Zuverlässigkeit elektrifizierter Autos Batterie- und Wärmemanagement von Texas Instruments

Darstellung der Hauptbestandteile eines elektrifizierten Fahrzeugs.
Darstellung der Hauptbestandteile eines elektrifizierten Fahrzeugs.

Neue Referenzdesigns für Batteriemanagement- und Traktionswechselrichter-Systeme sowie analoge Schaltungen von Texas Instruments tragen zur Reduzierung der CO2-Emissionen bei. Die Überwachungs- und Schutzfunktionen erhöhen dabei den Aktionsradius der elektrifizierten Fahrzeuge.

Das neue Referenzdesign für ein Batteriemanagement-System (BMS) von Texas Instruments für Überwachungsschaltungen von 6 bis 96 Batteriezellen basiert auf dem Batteriewächter und Balancer BQ79606A-Q1. Das Design implementiert die Batterieüberwachung in einer Daisy-Chain-Konfiguration zur Realisierung eines zuverlässigen Systemdesigns für 3 bis 378 in Serie geschalteter Lithium-Ionen-Akkusätze mit Spannungen von 12 V bis 1,5 kV. Der Baustein überwacht präzise Temperatur- und Spannungswerte und unterstützt dabei, die Batterielebensdauer und den Aktionsradius zu erhöhen. Darüber hinaus sorgt der Batteriewächter für eine sichere Zustandsübermittlung zur Einhaltung von Sicherheitsanforderungen bis Automotive Safety Integrity Level D (ASIL D).
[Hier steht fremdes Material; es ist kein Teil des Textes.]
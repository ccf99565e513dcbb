use crate::{
    add_builtin_word,
    runtime::{error, interpreter::Interpreter},
};

/// Print the top value followed by a space.
///
/// Signature: `value -- `
fn word_print(interpreter: &mut dyn Interpreter) -> error::Result<()> {
    interpreter.require(".", 1)?;

    let value = interpreter.pop()?;
    interpreter.write_output(&format!("{} ", value));

    Ok(())
}

fn word_cr(interpreter: &mut dyn Interpreter) -> error::Result<()> {
    interpreter.write_output("\n");
    Ok(())
}

/// Print a character by its code.  Codes that aren't valid characters print the replacement
/// character.
///
/// Signature: `code -- `
fn word_emit(interpreter: &mut dyn Interpreter) -> error::Result<()> {
    interpreter.require("EMIT", 1)?;

    let code = interpreter.pop()?;
    let character = u32::try_from(code)
        .ok()
        .and_then(char::from_u32)
        .unwrap_or(char::REPLACEMENT_CHARACTER);

    interpreter.write_output(&character.to_string());

    Ok(())
}

fn word_space(interpreter: &mut dyn Interpreter) -> error::Result<()> {
    interpreter.write_output(" ");
    Ok(())
}

/// Print the whole stack without changing it.
///
/// Signature: ` -- `
fn word_print_stack(interpreter: &mut dyn Interpreter) -> error::Result<()> {
    let text = interpreter.stack().to_string();

    interpreter.write_output(&text);

    Ok(())
}

/// Print the names of every word in the dictionary.
fn word_words(interpreter: &mut dyn Interpreter) -> error::Result<()> {
    let text = format!("{}\n", interpreter.dictionary().names().join(" "));

    interpreter.write_output(&text);

    Ok(())
}

/// Register the output words.
pub fn register_io_words(interpreter: &mut dyn Interpreter) {
    add_builtin_word!(
        interpreter,
        ".",
        word_print,
        "Print the top value followed by a space.",
        "value -- "
    );

    add_builtin_word!(interpreter, "CR", word_cr, "Print a new line.", " -- ");

    add_builtin_word!(interpreter, "EMIT", word_emit, "Print a character by its code.", "code -- ");

    add_builtin_word!(interpreter, "SPACE", word_space, "Print a space.", " -- ");

    add_builtin_word!(
        interpreter,
        ".S",
        word_print_stack,
        "Print the stack without changing it.",
        " -- "
    );

    add_builtin_word!(
        interpreter,
        "WORDS",
        word_words,
        "Print the names of all known words.",
        " -- "
    );
}
use crate::{
    lang::source_buffer::{SourceBuffer, SourceLocation},
    runtime::error::{self, ErrorKind, ScriptError},
};
use lazy_static::lazy_static;
use std::{
    collections::HashSet,
    fmt::{self, Debug, Display, Formatter},
    fs::read_to_string,
};

/// How the tokenizer classified a piece of source text.
#[derive(Clone, Copy, Debug, PartialEq, Eq, PartialOrd, Hash)]
pub enum TokenKind {
    /// A signed decimal integer literal.
    Number,

    /// A symbolic word such as `+`, `<>` or `!`, or one of the `(` `)` markers.
    Operator,

    /// A word with structural meaning: definitions, control flow and the defining words.
    Keyword,

    /// Any other word.  It is resolved against the dictionary when executed.
    Identifier,

    /// The text of a `."` literal, without its delimiters.
    StringLiteral,
}

/// A token is a classified unit of the source text along with the location where it started.
///
/// Tokens are immutable once produced, use the accessor methods to read their fields.
#[derive(Clone, PartialEq, Eq, PartialOrd, Hash)]
pub struct Token {
    content: String,
    kind: TokenKind,
    location: SourceLocation,
}

/// A list of tokens found in the source code.
pub type TokenList = Vec<Token>;

impl Display for Token {
    fn fmt(&self, f: &mut Formatter) -> fmt::Result {
        match self.kind {
            TokenKind::StringLiteral => write!(f, ".\" {}\"", self.content),
            _ => write!(f, "{}", self.content),
        }
    }
}

/// Include the location and the classification for debugging.
impl Debug for Token {
    fn fmt(&self, f: &mut Formatter) -> fmt::Result {
        write!(f, "{}: {:?} {}", self.location, self.kind, self)
    }
}

impl Token {
    pub fn new(content: String, kind: TokenKind, location: SourceLocation) -> Token {
        Token {
            content,
            kind,
            location,
        }
    }

    /// The source text of the token, or the literal's text for string literals.
    pub fn content(&self) -> &String {
        &self.content
    }

    pub fn kind(&self) -> TokenKind {
        self.kind
    }

    /// Get the token's location in the original source text.
    pub fn location(&self) -> &SourceLocation {
        &self.location
    }

    /// The dictionary key for this token.  Word names are not case sensitive.
    pub fn name(&self) -> String {
        self.content.to_ascii_uppercase()
    }

    /// The value of a number token.
    pub fn number(&self) -> Option<i64> {
        match self.kind {
            TokenKind::Number => self.content.parse().ok(),
            _ => None,
        }
    }

    pub fn is_number(&self) -> bool {
        self.kind == TokenKind::Number
    }

    pub fn is_keyword(&self) -> bool {
        self.kind == TokenKind::Keyword
    }

    pub fn is_string(&self) -> bool {
        self.kind == TokenKind::StringLiteral
    }
}

lazy_static! {
    /// Words the interpreter handles structurally rather than through the dictionary.
    pub static ref KEYWORDS: HashSet<&'static str> = [
        ":", ";", "IF", "ELSE", "THEN", "DO", "LOOP", "+LOOP", "I", "J", "BEGIN", "UNTIL", "WHILE",
        "REPEAT", "VARIABLE", "CONSTANT",
    ]
    .into_iter()
    .collect();

    /// Symbolic built-in words.
    static ref OPERATORS: HashSet<&'static str> = [
        "+", "-", "*", "/", "*/", "/MOD", "=", "<>", "<", ">", "0=", "0<", "@", "!", "+!", "?",
        ".", ".S", "(", ")",
    ]
    .into_iter()
    .collect();
}

/// Check if the given character is considered whitespace.
fn is_whitespace(next: &char) -> bool {
    *next == ' ' || *next == '\t' || *next == '\r' || *next == '\n'
}

/// Parenthesis markers are always tokens of their own.
fn is_marker(next: &char) -> bool {
    *next == '(' || *next == ')'
}

/// The single character arithmetic operators.
fn is_operator_char(next: &char) -> bool {
    matches!(*next, '+' | '-' | '*' | '/')
}

/// Does the text look like a decimal integer literal?  An optional sign followed by digits.
fn is_number(text: &str) -> bool {
    let digits = text.strip_prefix(['+', '-']).unwrap_or(text);

    !digits.is_empty() && digits.chars().all(|c| c.is_ascii_digit())
}

/// Decide what kind of token a finished word is.  Literals too large for a cell fall through to
/// identifiers and fail as unknown words.
fn classify(text: &str) -> TokenKind {
    let upper = text.to_ascii_uppercase();

    if is_number(text) && text.parse::<i64>().is_ok() {
        TokenKind::Number
    } else if KEYWORDS.contains(upper.as_str()) {
        TokenKind::Keyword
    } else if OPERATORS.contains(upper.as_str()) {
        TokenKind::Operator
    } else {
        TokenKind::Identifier
    }
}

/// The word currently being accumulated by the tokenizer.
struct PendingWord {
    text: String,
    location: SourceLocation,
}

impl PendingWord {
    fn new() -> PendingWord {
        PendingWord {
            text: String::new(),
            location: SourceLocation::new(),
        }
    }

    fn is_empty(&self) -> bool {
        self.text.is_empty()
    }

    /// Add a character, remembering where the word started.
    fn push(&mut self, next: char, location: &SourceLocation) {
        if self.is_empty() {
            self.location = location.clone();
        }

        self.text.push(next);
    }

    /// An operator character splits off from text that already holds a letter or digit.  Text made
    /// only of symbols keeps growing, so `*/` and `+!` stay whole.
    fn closes_on_operator(&self) -> bool {
        self.text.chars().any(|c| c.is_alphanumeric())
    }

    /// Emit the accumulated word, if any, and start over.
    fn flush(&mut self, tokens: &mut TokenList) {
        if !self.is_empty() {
            let text = std::mem::take(&mut self.text);
            let kind = classify(&text);

            tokens.push(Token::new(text, kind, self.location.clone()));
        }
    }

    fn clear(&mut self) {
        self.text.clear();
    }
}

/// Skip the remainder of the current line, including the newline itself.
fn skip_line(buffer: &mut SourceBuffer) {
    while let Some(next) = buffer.next_char() {
        if next == '\n' {
            break;
        }
    }
}

/// Read the text of a `."` literal.  The opening quote has already been consumed.  One delimiting
/// whitespace character is dropped, then everything up to the closing quote is taken verbatim.  An
/// unterminated literal runs to the end of the input.
fn process_string(buffer: &mut SourceBuffer) -> String {
    let mut text = String::new();

    if let Some(next) = buffer.peek_next()
        && is_whitespace(&next)
    {
        let _ = buffer.next_char();
    }

    while let Some(next) = buffer.next_char() {
        if next == '"' {
            break;
        }

        text.push(next);
    }

    text
}

/// Tokenize the source code from a string.  The path is used to tag token locations, for example
/// "\<repl\>" for interactive input.
///
/// Lexical shape never fails here, questionable words are left for the interpreter to reject.
pub fn tokenize_from_source(path: &str, source: &str) -> error::Result<TokenList> {
    let mut buffer = SourceBuffer::new(path, source);
    let mut token_list = TokenList::new();
    let mut pending = PendingWord::new();

    while let Some(next) = buffer.peek_next() {
        let location = buffer.location().clone();

        if is_whitespace(&next) {
            // A lone backslash comments out the rest of the line.
            if pending.text == "\\" {
                pending.clear();
                skip_line(&mut buffer);
                continue;
            }

            pending.flush(&mut token_list);
            let _ = buffer.next_char();
        } else if is_marker(&next) {
            pending.flush(&mut token_list);
            let _ = buffer.next_char();

            token_list.push(Token::new(next.to_string(), TokenKind::Operator, location));
        } else if is_operator_char(&next) && pending.closes_on_operator() {
            pending.flush(&mut token_list);
            let _ = buffer.next_char();

            token_list.push(Token::new(next.to_string(), TokenKind::Operator, location));
        } else if next == '"' && pending.text == "." {
            let start = pending.location.clone();

            pending.clear();
            let _ = buffer.next_char();

            let text = process_string(&mut buffer);
            token_list.push(Token::new(text, TokenKind::StringLiteral, start));
        } else {
            let _ = buffer.next_char();
            pending.push(next, &location);
        }
    }

    if pending.text == "\\" {
        pending.clear();
    }

    pending.flush(&mut token_list);

    Ok(token_list)
}

/// Load the code from a file and then tokenize it.
pub fn tokenize_from_file(path: &str) -> error::Result<TokenList> {
    match read_to_string(path) {
        Ok(source) => tokenize_from_source(path, &source),
        Err(error) => ScriptError::new_as_result(
            ErrorKind::Tokenize,
            None,
            format!("Could not read file {}: {}", path, error),
            None,
        ),
    }
}

/// Tokenize interactive input.
pub fn tokenize(source: &str) -> error::Result<TokenList> {
    tokenize_from_source("<input>", source)
}

#[cfg(test)]
mod tests {
    use super::*;

    fn contents(source: &str) -> Vec<String> {
        tokenize(source)
            .unwrap()
            .iter()
            .map(|token| token.content().clone())
            .collect()
    }

    fn kinds(source: &str) -> Vec<TokenKind> {
        tokenize(source).unwrap().iter().map(|token| token.kind()).collect()
    }

    #[test]
    fn splits_on_whitespace() {
        assert_eq!(contents("1 2   +\n\tDUP"), vec!["1", "2", "+", "DUP"]);
    }

    #[test]
    fn classifies_tokens() {
        assert_eq!(
            kinds("42 -7 + IF foo <>"),
            vec![
                TokenKind::Number,
                TokenKind::Number,
                TokenKind::Operator,
                TokenKind::Keyword,
                TokenKind::Identifier,
                TokenKind::Operator,
            ]
        );
    }

    #[test]
    fn keywords_are_case_insensitive() {
        assert_eq!(kinds("if Loop"), vec![TokenKind::Keyword, TokenKind::Keyword]);
    }

    #[test]
    fn operators_split_from_preceding_words() {
        assert_eq!(contents("1+ 5-3 x*y"), vec!["1", "+", "5", "-", "3", "x", "*", "y"]);
    }

    #[test]
    fn leading_operators_stay_in_the_word() {
        assert_eq!(contents("+! */ /MOD -ROT -12"), vec!["+!", "*/", "/MOD", "-ROT", "-12"]);
        assert_eq!(kinds("-12")[0], TokenKind::Number);
    }

    #[test]
    fn markers_are_their_own_tokens() {
        assert_eq!(contents("(comment) x"), vec!["(", "comment", ")", "x"]);
    }

    #[test]
    fn reads_print_string_literals() {
        let tokens = tokenize(".\" Hello, world!\" CR").unwrap();

        assert_eq!(tokens.len(), 2);
        assert!(tokens[0].is_string());
        assert_eq!(tokens[0].content(), "Hello, world!");
        assert_eq!(tokens[1].content(), "CR");
    }

    #[test]
    fn unterminated_string_runs_to_end() {
        let tokens = tokenize(".\" open").unwrap();

        assert_eq!(tokens.len(), 1);
        assert_eq!(tokens[0].content(), "open");
    }

    #[test]
    fn line_comments_are_dropped() {
        assert_eq!(contents("1 \\ ignored 2\n3"), vec!["1", "3"]);
        assert_eq!(contents("1 \\"), vec!["1"]);
    }

    #[test]
    fn huge_literals_are_identifiers() {
        assert_eq!(kinds("99999999999999999999"), vec![TokenKind::Identifier]);
    }

    #[test]
    fn records_locations() {
        let tokens = tokenize_from_source("<repl>", "1\n  DUP").unwrap();
        let location = tokens[1].location();

        assert_eq!(location.path(), "<repl>");
        assert_eq!(location.line(), 2);
        assert_eq!(location.column(), 3);
    }

    #[test]
    fn missing_file_is_a_tokenize_error() {
        let error = tokenize_from_file("/definitely/not/here.f").unwrap_err();

        assert_eq!(error.kind(), ErrorKind::Tokenize);
    }
}
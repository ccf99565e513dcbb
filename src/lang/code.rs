use crate::{
    lang::{source_buffer::SourceLocation, tokenizing::Token},
    runtime::built_ins::Builtin,
};
use std::{
    fmt::{self, Debug, Display, Formatter},
    rc::Rc,
};

/// The structural words of the language.  These are handled by the dispatch loop itself, they never
/// live in the dictionary.
#[derive(Clone, Copy, Debug, PartialEq, Eq, Hash)]
pub enum Keyword {
    Colon,
    Semicolon,
    If,
    Else,
    Then,
    Do,
    Loop,
    PlusLoop,
    I,
    J,
    Begin,
    Until,
    While,
    Repeat,
    Variable,
    Constant,
}

impl Keyword {
    /// Look up the keyword for a word name.  The name is expected to already be upper case.
    pub fn from_name(name: &str) -> Option<Keyword> {
        let keyword = match name {
            ":" => Keyword::Colon,
            ";" => Keyword::Semicolon,
            "IF" => Keyword::If,
            "ELSE" => Keyword::Else,
            "THEN" => Keyword::Then,
            "DO" => Keyword::Do,
            "LOOP" => Keyword::Loop,
            "+LOOP" => Keyword::PlusLoop,
            "I" => Keyword::I,
            "J" => Keyword::J,
            "BEGIN" => Keyword::Begin,
            "UNTIL" => Keyword::Until,
            "WHILE" => Keyword::While,
            "REPEAT" => Keyword::Repeat,
            "VARIABLE" => Keyword::Variable,
            "CONSTANT" => Keyword::Constant,
            _ => return None,
        };

        Some(keyword)
    }

    /// Keywords that read the following token as the name they define.
    pub fn takes_name(&self) -> bool {
        matches!(self, Keyword::Colon | Keyword::Variable | Keyword::Constant)
    }
}

/// A compiled user word.  The body was bound against the dictionary as it stood when the definition
/// was committed.
pub struct ScriptWord {
    /// The name the word was defined under.
    pub name: String,

    /// Where the definition started.
    pub location: SourceLocation,

    /// The bound body of the word.
    pub code: Code,
}

impl Debug for ScriptWord {
    fn fmt(&self, f: &mut Formatter) -> fmt::Result {
        write!(f, "ScriptWord({}, {} instructions)", self.name, self.code.len())
    }
}

/// The operations the dispatch loop can perform.
#[derive(Clone, Debug)]
pub enum Op {
    /// Push a number literal.
    Literal(i64),

    /// Append the text of a `."` literal to the output.
    Print(String),

    /// A structural word.
    Control(Keyword),

    /// The name operand following `:`, `VARIABLE` or `CONSTANT`.
    Name(String),

    /// Resolve the word in the dictionary when it is executed.  Used for top level code so that
    /// every evaluation sees the latest binding.
    Lookup(String),

    /// A built-in primitive bound at definition time.
    Builtin(Builtin),

    /// A user word bound at definition time.
    Call(Rc<ScriptWord>),

    /// A constant's value, inlined at definition time.
    Constant(i64),

    /// A variable's address, bound at definition time.
    Variable(usize),
}

/// A single instruction: the operation along with the token it was lowered from.
#[derive(Clone, Debug)]
pub struct Instruction {
    /// The original token, kept for capture mode and error locations.
    pub token: Token,

    /// The operation to perform.
    pub op: Op,
}

impl Instruction {
    /// Create a new instruction from a token and an operation.
    pub fn new(token: Token, op: Op) -> Instruction {
        Instruction { token, op }
    }

    /// Where in the source this instruction came from.
    pub fn location(&self) -> &SourceLocation {
        self.token.location()
    }

    /// The keyword, if this is a structural instruction.
    pub fn keyword(&self) -> Option<Keyword> {
        match self.op {
            Op::Control(keyword) => Some(keyword),
            _ => None,
        }
    }
}

/// Pretty print the instruction for debugging.
impl Display for Instruction {
    fn fmt(&self, f: &mut Formatter) -> fmt::Result {
        match &self.op {
            Op::Literal(value) => write!(f, "Literal   {}", value),
            Op::Print(text) => write!(f, "Print     {:?}", text),
            Op::Control(keyword) => write!(f, "Control   {:?}", keyword),
            Op::Name(name) => write!(f, "Name      {}", name),
            Op::Lookup(name) => write!(f, "Lookup    {}", name),
            Op::Builtin(builtin) => write!(f, "Builtin   {:?}", builtin),
            Op::Call(word) => write!(f, "Call      {}", word.name),
            Op::Constant(value) => write!(f, "Constant  {}", value),
            Op::Variable(address) => write!(f, "Variable  {}", address),
        }
    }
}

/// A list of instructions executed with an explicit program counter.
pub type Code = Vec<Instruction>;

/// Pretty print a code block, one numbered instruction per line.
pub fn pretty_print_code(code: &Code) -> String {
    use std::fmt::Write;

    let mut result = String::with_capacity(code.len() * 20);

    for (index, instruction) in code.iter().enumerate() {
        let _ = writeln!(&mut result, "{:4}: {}", index, instruction);
    }

    result
}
Angesichts der hohen Leistung eines elektrischen Antriebsstrangs können hohe Temperaturen schädlich für die Elemente sein. Ein entsprechendes Wärmemanagementsystem ist daher entscheidend für die Leistungsfähigkeit des Fahrzeugs und den Schutz der Insassen. Um Antriebsstrang-Systeme, wie beispielsweise einen 48 V-Startergenerator, vor Überhitzung zu schützen, entwickelte das Unternehmen den Temperatursensor TMP235-Q1 mit Analogausgang. Der Sensor erreicht eine Messgenauigkeit von ±0,5 °C bis maximal ±2,5 °C über den Temperaturbereich von -40 °C bis +150 °C. Traktionswechselrichter-Systemen können daher auf entsprechende Temperatursprünge reagieren.

Der Temperatursensor unterstützt in Kombination mit den Gatetreibern UCC21710-Q1 und UCC21732-Q1 bei der Umsetzung kleiner und effizienter Traktionswechselrichter-Designs. Die isolierten Gatetreiber mit integrierten Sensorfunktionen für IGBTs (Insulated-Gate Bipolar Transistors) und FETs auf SiC-Basis (Siliziumkarbid) erhöhen die Systemzuverlässigkeit in Anwendungen mit Betriebsspannungen bis zu 1,5 kVRMS. Sie bieten eine Isolation gegen Spannungsspitzen bis zu 12,8 kV sowie eine Nenn-Isolationsspannung von 5,7 kV. Durch die kurzen Ansprechzeiten schützen sie gegen Überstrom-Ereignisse und gewährleisten ein sicheres Abschalten des Systems.

Zur Versorgung der Gatetreiber aus dem 12 V-Bordnetz wurde ein neues Referenzdesign entwickelt, das drei verschiedene Arten von Bias-Versorgungsoptionen für IGBTs und SiC-FETs für die Leistungsstufen von Traktionswechselrichtern realisiert. Das Design besteht aus Verpolungsschutz-Schaltungen, Klemmschaltungen für elektrische Transienten sowie Über- und Unterspannungs-Schutzschaltungen. Bestandteil des kompakten Designs ist der synchrone Abwärtswandler LM5180-Q1 für 100 V und 1 A.